Remember: most Americans did not invest in Apple in 1997, when a $1,000 investment would’ve made you a multimillionaire today, according to CNBC. As a result, most people missed out on an opportunity that looks like it was a “can’t-miss” in retrospect.

Delete the App. It Can Be Addicting

Americans can’t put their phones down. According to a study by App Annie in January 2022, the average time spent on mobile apps was four hours and 48 minutes. With money involved, it’s only human nature to want to track your investment just as often as you would refresh your Twitter feed or check Facebook. But, take it from somebody who knows: it only leads to stress and addiction.

This tip is primarily geared towards Robinhood’s app. According to critics, “the app uses exploitative practices to induce gambling in its users.” In addition, the National Council on Problem Gambling has identified certain dopamine-inducing features in Robinhood that hooks users.

Triggers like green confetti to congratulate users for making transactions, excessive emoji usage, instant gratification via one-click stock purchasing, and a generally bright, vibrant, casino-like color scheme are just some of the features that can lead to addiction.

For the best peace of mind – and in the spirit of sticking to your plan and not overreacting – delete the app from your phone.

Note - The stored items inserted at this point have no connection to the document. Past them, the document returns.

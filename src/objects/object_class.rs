use crate::objects::object::{Object, ObjectType};
use crate::objects::object_string::ObjectString;
use crate::table::Table;

/// Class: name plus its method table. Inheritance copies the superclass
/// methods in at declaration time, so lookup never walks a parent chain.
#[repr(C)]
pub struct ObjectClass {
    pub object: Object,
    pub name: *mut ObjectString,
    pub methods: Table,
}

impl ObjectClass {
    pub fn new(name: *mut ObjectString) -> Self {
        ObjectClass {
            object: Object::new(ObjectType::ObjClass),
            name,
            methods: Table::new(),
        }
    }
}
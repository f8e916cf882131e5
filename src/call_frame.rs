use crate::objects::object_closure::ObjectClosure;
use crate::objects::object_function::ObjectFunction;

/// Per-invocation record: the executing closure, a byte cursor into its
/// function's chunk, and the index of the frame's first value-stack slot
/// (slot zero holds the callee, or the receiver for methods).
pub struct CallFrame {
    pub closure: *mut ObjectClosure,
    pub ip: usize,
    pub slot_base: usize,
}

impl CallFrame {
    pub fn new(closure: *mut ObjectClosure, slot_base: usize) -> Self {
        CallFrame {
            closure,
            ip: 0,
            slot_base,
        }
    }

    #[inline(always)]
    pub fn function(&self) -> &ObjectFunction {
        unsafe { &*(*self.closure).function }
    }
}
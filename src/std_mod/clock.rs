use std::time::{SystemTime, UNIX_EPOCH};

use crate::objects::object::NativeObject;
use crate::value::{make_number_value, Value};

/// `clock()`: seconds since the Unix epoch, as a double.
pub struct Clock;

impl NativeObject for Clock {
    fn call(&self, _args: &[Value]) -> Result<Value, String> {
        let elapsed = SystemTime::now()
            .duration_since(UNIX_EPOCH)
            .map_err(|_| "System clock is before the Unix epoch.".to_string())?;
        Ok(make_number_value(elapsed.as_secs_f64()))
    }
}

Jumping headfirst into the stock market as an amateur investor can seem daunting. From the ease of depositing money to the addictive nature of the apps and services themselves, it’s easy to feel overwhelmed.

However, becoming disciplined is vital to weathering a worldwide financial market estimated only to make money for 10% of its investors. If you’re ready to make your first investment, heed these tips to avoid losing money.